Ginsberg couldn’t have known then that the worst was yet to come. The fallout from Trump’s perfidy, including his attempted overthrow of the constitutional order, continues to rend the nation’s civic, political and moral fabric. Ginsberg and Democratic election lawyer Robert Bauer, former President Barack Obama’s White House counsel and Ginsberg’s frequent foe, have joined forces to try to bolster faith in elections.

Their group, Pillars of the Community, connects civic leaders with election officials in electoral battlegrounds. “Our goal is to get community leaders from across the political spectrum together with election officials, to give those leaders who might have questions or be skeptical about the election system the chance to really kick the tires,” Ginsberg said in a telephone interview. “Faith leaders, veterans, first responders, business leaders, labor leaders are generally the group.”

In September, Pillars of the Community held an “Ask Me Anything” town hall in Arizona where community members could pose questions to Maricopa County Recorder Stephen Richer, a Republican, who has been vilified by Trumpists for having confirmed the integrity of Arizona’s 2020 election.

A similar event in Harrisburg, Pa., earlier this month brought officials including Philadelphia City Commissioner Seth Bluestein, another Republican, to the middle of the state. An October CBS News/YouGov poll found that 47 percent of Trump voters believe — or at least say they do — that there will be widespread fraud in the 2024 election. According to the poll, the two areas where Republicans most expect fraud are “major cities and urban areas” and “in minority communities” — in other words, places like Philadelphia.

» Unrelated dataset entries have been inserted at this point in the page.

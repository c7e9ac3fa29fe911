//! An unlocked vault bound to a repository.
//!
//! `VaultSession` is the only place that holds live key material. It is
//! obtained by opening a repository with a password, which either verifies
//! the stored master password or, for an empty repository, creates one.

use std::collections::BTreeSet;

use tracing::{debug, info, warn};
use zeroize::Zeroizing;

use crate::crypto::{KdfParams, KeyMaterial};
use crate::errors::{Result, RotationStage, SecretStoreError};
use crate::store::Repository;

use super::interchange::{self, VaultDocument};
use super::password::{check_strength, MasterPassword};
use super::secret::{Secret, SecretRecord};

/// Maximum label length, in characters.
pub const MAX_LABEL_LEN: usize = 256;

/// An open vault. Dropping it scrubs the key material.
pub struct VaultSession<R: Repository> {
    repository: R,
    master_password: MasterPassword,
    key: KeyMaterial,
    /// Parameters for passwords created during this session.
    params: KdfParams,
}

impl<R: Repository> VaultSession<R> {
    // ------------------------------------------------------------------
    // Construction
    // ------------------------------------------------------------------

    /// Open `repository` with `password`, using default KDF parameters if a
    /// new master password has to be created.
    pub fn open(repository: R, password: &str) -> Result<Self> {
        Self::open_with_params(repository, password, &KdfParams::default())
    }

    /// Open `repository` with `password`.
    ///
    /// If the repository holds a master password, `password` must verify
    /// against it (`Authentication` otherwise). If it does not, a new
    /// master password is created with `params` and persisted; a password
    /// that is too short fails with `Weakness` before anything is written.
    pub fn open_with_params(mut repository: R, password: &str, params: &KdfParams) -> Result<Self> {
        let (master_password, key) = match repository.load_master_password()? {
            Some(record) => {
                let master = MasterPassword::from_record(&record)?;
                let key = master.verify(password)?;
                debug!("verified master password");
                (master, key)
            }
            None => {
                let (master, key) = MasterPassword::create_activated(password, params)?;
                repository.save_master_password(&master.to_record())?;
                info!("created new vault");
                (master, key)
            }
        };

        Ok(Self {
            repository,
            master_password,
            key,
            params: *params,
        })
    }

    /// Import `document` into an empty `repository`, then open it.
    ///
    /// The records are written before the password is checked, so a wrong
    /// password fails with `Authentication` after a successful import.
    pub fn open_from_document(
        mut repository: R,
        password: &str,
        document: &VaultDocument,
        params: &KdfParams,
    ) -> Result<Self> {
        interchange::import_document(&mut repository, document)?;
        Self::open_with_params(repository, password, params)
    }

    // ------------------------------------------------------------------
    // Secret operations
    // ------------------------------------------------------------------

    /// Store `plaintext` under `label`, replacing any existing content.
    pub fn write(&mut self, label: &str, plaintext: &str) -> Result<()> {
        validate_label(label)?;

        let loaded = self
            .repository
            .load_secret(label)
            .and_then(|record| record.map(|r| Secret::from_record(&r)).transpose());
        let existing = match loaded {
            Ok(secret) => secret,
            // Replacing keeps only the label, so a damaged record is
            // simply written over.
            Err(SecretStoreError::MalformedRecord(reason)) => {
                warn!(label, %reason, "overwriting malformed secret record");
                None
            }
            Err(e) => return Err(e),
        };

        let secret = match existing {
            Some(mut secret) => {
                secret.replace(plaintext, &self.key)?;
                debug!(label, "replaced secret");
                secret
            }
            None => {
                let secret = Secret::create(label, plaintext, &self.key)?;
                debug!(label, "created secret");
                secret
            }
        };

        self.repository.save_secret(&secret.to_record())
    }

    /// Decrypt the secret stored under `label`, or `None` if there is none.
    pub fn read(&self, label: &str) -> Result<Option<String>> {
        let Some(record) = self.repository.load_secret(label)? else {
            return Ok(None);
        };
        let secret = Secret::from_record(&record)?;
        secret.decrypt(&self.key).map(Some)
    }

    /// Remove the secret stored under `label`. Absent labels are ignored.
    pub fn delete(&mut self, label: &str) -> Result<()> {
        self.repository.delete_secret(label)?;
        debug!(label, "deleted secret");
        Ok(())
    }

    pub fn list_labels(&self) -> Result<BTreeSet<String>> {
        Ok(self
            .repository
            .list_secrets()?
            .into_iter()
            .map(|record| record.label)
            .collect())
    }

    pub fn contains(&self, label: &str) -> Result<bool> {
        Ok(self.repository.load_secret(label)?.is_some())
    }

    // ------------------------------------------------------------------
    // Password rotation
    // ------------------------------------------------------------------

    /// Replace the master password and re-encrypt every secret under it.
    ///
    /// 1. The new password is checked for strength before any crypto.
    /// 2. Every secret is decrypted with the current key material and
    ///    re-encrypted with the new one, entirely in memory.
    /// 3. The complete set and the new master password are handed to the
    ///    repository in one `commit_rotation` call.
    ///
    /// The session keeps its current key material until step 3 succeeds.
    /// Failures in step 2 write nothing. Failures in step 3 are atomic on
    /// transactional repositories; on others the original records are
    /// written back, and if that also fails the store may hold a mix of
    /// old and new records.
    pub fn rotate_password(&mut self, new_password: &str) -> Result<()> {
        check_strength(new_password)?;

        let records = self.repository.list_secrets()?;
        let (new_master, new_key) = MasterPassword::create_activated(new_password, &self.params)?;

        let mut rotated: Vec<SecretRecord> = Vec::with_capacity(records.len());
        for record in &records {
            let secret = self.reencrypt(record, &new_key).map_err(|e| {
                warn!(label = %record.label, "rotation aborted before any write");
                SecretStoreError::Rotation {
                    stage: RotationStage::ReEncrypt {
                        label: record.label.clone(),
                    },
                    source: Box::new(e),
                }
            })?;
            rotated.push(secret.to_record());
        }

        if let Err(e) = self
            .repository
            .commit_rotation(&new_master.to_record(), &rotated)
        {
            warn!(secrets = rotated.len(), "rotation failed while persisting");
            self.restore(&records);
            return Err(SecretStoreError::Rotation {
                stage: RotationStage::Persist,
                source: Box::new(e),
            });
        }

        self.master_password = new_master;
        self.key = new_key;
        info!(secrets = rotated.len(), "rotated master password");
        Ok(())
    }

    /// Best effort: write back the records as they were before a failed
    /// commit. Needed only on repositories without transactions.
    fn restore(&mut self, records: &[SecretRecord]) {
        let password = self.master_password.to_record();
        match self.repository.commit_rotation(&password, records) {
            Ok(()) => debug!(secrets = records.len(), "restored pre-rotation records"),
            Err(e) => warn!(error = %e, "could not restore pre-rotation records"),
        }
    }

    fn reencrypt(&self, record: &SecretRecord, new_key: &KeyMaterial) -> Result<Secret> {
        let mut secret = Secret::from_record(record)?;
        let plaintext = Zeroizing::new(secret.decrypt(&self.key)?);
        secret.replace(&plaintext, new_key)?;
        Ok(secret)
    }

    // ------------------------------------------------------------------
    // Interchange & accessors
    // ------------------------------------------------------------------

    /// Copy the stored records into a bulk document.
    pub fn export_document(&self) -> Result<VaultDocument> {
        interchange::export_document(&self.repository)
    }

    pub fn master_password(&self) -> &MasterPassword {
        &self.master_password
    }

    pub fn repository(&self) -> &R {
        &self.repository
    }

    /// Close the session and hand back the repository.
    pub fn into_repository(self) -> R {
        self.repository
    }
}

/// Labels must be non-empty, at most [`MAX_LABEL_LEN`] characters, and
/// free of control characters.
pub fn validate_label(label: &str) -> Result<()> {
    if label.is_empty() {
        return Err(SecretStoreError::InvalidLabel("label cannot be empty".into()));
    }
    if label.chars().count() > MAX_LABEL_LEN {
        return Err(SecretStoreError::InvalidLabel(format!(
            "label cannot exceed {MAX_LABEL_LEN} characters"
        )));
    }
    if label.chars().any(char::is_control) {
        return Err(SecretStoreError::InvalidLabel(format!(
            "label {label:?} contains control characters"
        )));
    }
    Ok(())
}

#[cfg(test)]
mod tests {
    use super::*;
    use crate::store::MemoryRepository;

    fn fast() -> KdfParams {
        KdfParams {
            argon2_memory_kib: 8_192,
            argon2_iterations: 1,
            argon2_parallelism: 1,
            pbkdf2_iterations: 1_000,
        }
    }

    fn open(repo: MemoryRepository, password: &str) -> Result<VaultSession<MemoryRepository>> {
        VaultSession::open_with_params(repo, password, &fast())
    }

    #[test]
    fn open_empty_repository_creates_password() {
        let session = open(MemoryRepository::new(), "password1").unwrap();
        assert!(session.repository().load_master_password().unwrap().is_some());
        assert!(session.list_labels().unwrap().is_empty());
    }

    #[test]
    fn short_password_writes_nothing() {
        let err = open(MemoryRepository::new(), "short").err().unwrap();
        assert!(matches!(err, SecretStoreError::Weakness { min: 8 }));
    }

    #[test]
    fn write_overwrites_malformed_record() {
        let mut repo = MemoryRepository::new();
        repo.save_secret(&SecretRecord {
            label: "example".into(),
            private_salt: "not base64!".into(),
            nonce: "???".into(),
            ciphertext: String::new(),
            auth_tag: String::new(),
        })
        .unwrap();

        let mut session = open(repo, "password1").unwrap();
        assert!(matches!(
            session.read("example"),
            Err(SecretStoreError::MalformedRecord(_))
        ));

        session.write("example", "repaired").unwrap();
        assert_eq!(session.repository().secret_count(), 1);
        assert_eq!(session.read("example").unwrap().as_deref(), Some("repaired"));
    }

    #[test]
    fn write_overwrites_in_place() {
        let mut session = open(MemoryRepository::new(), "password1").unwrap();
        session.write("example", "first").unwrap();
        session.write("example", "second").unwrap();

        assert_eq!(session.repository().secret_count(), 1);
        assert_eq!(session.read("example").unwrap().as_deref(), Some("second"));
    }

    #[test]
    fn read_missing_label_is_none() {
        let session = open(MemoryRepository::new(), "password1").unwrap();
        assert_eq!(session.read("nothing").unwrap(), None);
    }

    #[test]
    fn delete_missing_label_is_ok() {
        let mut session = open(MemoryRepository::new(), "password1").unwrap();
        session.delete("nothing").unwrap();
    }

    #[test]
    fn invalid_labels_are_rejected() {
        let mut session = open(MemoryRepository::new(), "password1").unwrap();
        let too_long = "x".repeat(MAX_LABEL_LEN + 1);
        for label in ["", "bad\0label", "tab\tlabel", too_long.as_str()] {
            assert!(matches!(
                session.write(label, "value"),
                Err(SecretStoreError::InvalidLabel(_))
            ));
        }
        session.write(&"x".repeat(MAX_LABEL_LEN), "value").unwrap();
        session.write("spaces are fine", "value").unwrap();
    }

    #[test]
    fn rotation_keeps_session_usable() {
        let mut session = open(MemoryRepository::new(), "password1").unwrap();
        session.write("a", "alpha").unwrap();
        session.rotate_password("password2").unwrap();

        assert_eq!(session.read("a").unwrap().as_deref(), Some("alpha"));
        session.write("b", "beta").unwrap();

        let repo = session.into_repository();
        let reopened = open(repo, "password2").unwrap();
        assert_eq!(reopened.read("b").unwrap().as_deref(), Some("beta"));
    }

    #[test]
    fn weak_rotation_changes_nothing() {
        let mut session = open(MemoryRepository::new(), "password1").unwrap();
        session.write("a", "alpha").unwrap();
        let before = session.repository().load_master_password().unwrap();

        assert!(matches!(
            session.rotate_password("short"),
            Err(SecretStoreError::Weakness { .. })
        ));
        assert_eq!(session.repository().load_master_password().unwrap(), before);
    }
}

“You know the allegation in Pennsylvania and Wisconsin and Georgia is going to be that the big urban jurisdiction is the problem,” Ginsberg said.

Bluestein told me that he spent time in Harrisburg “explaining how the process works so that the people at the event can have confidence that the elections are being run fairly and they have the information they need to communicate that to their constituencies. There were a lot of questions about the ballot-canvassing process, about the security around drop boxes and overall preparation for the election. They definitely asked good questions that I think they legitimately wanted to hear the answers to. Whether their constituencies will accept that or not, I’m not sure.”

Such drops of truth compete with Trump’s ocean of lies, of course. Trump’s demagogy is backed by an extensive propaganda infrastructure stretching from Fox News, which paid a $787.5 million settlement for spreading lies about Dominion Voting Systems and the 2020 election, to right-wing podcasts and Russian disinformation. Yet failing to confront the lies amounts to democratic surrender.

Ginsberg hasn’t given up on his co-partisans — not even MAGA. On Jan. 6, he was in a D.C. television studio overlooking the city. He could see police reinforcements headed to the U.S. Capitol. “During that whole period, there was a constant flow of MAGA red-bedecked people not going into the Capitol but walking away from it,” Ginsberg recalled. “It’s those people who we hope will listen to what we’re saying and what our pillars are saying.”


Francis Wilkinson is a Bloomberg Opinion columnist covering U.S. politics and policy.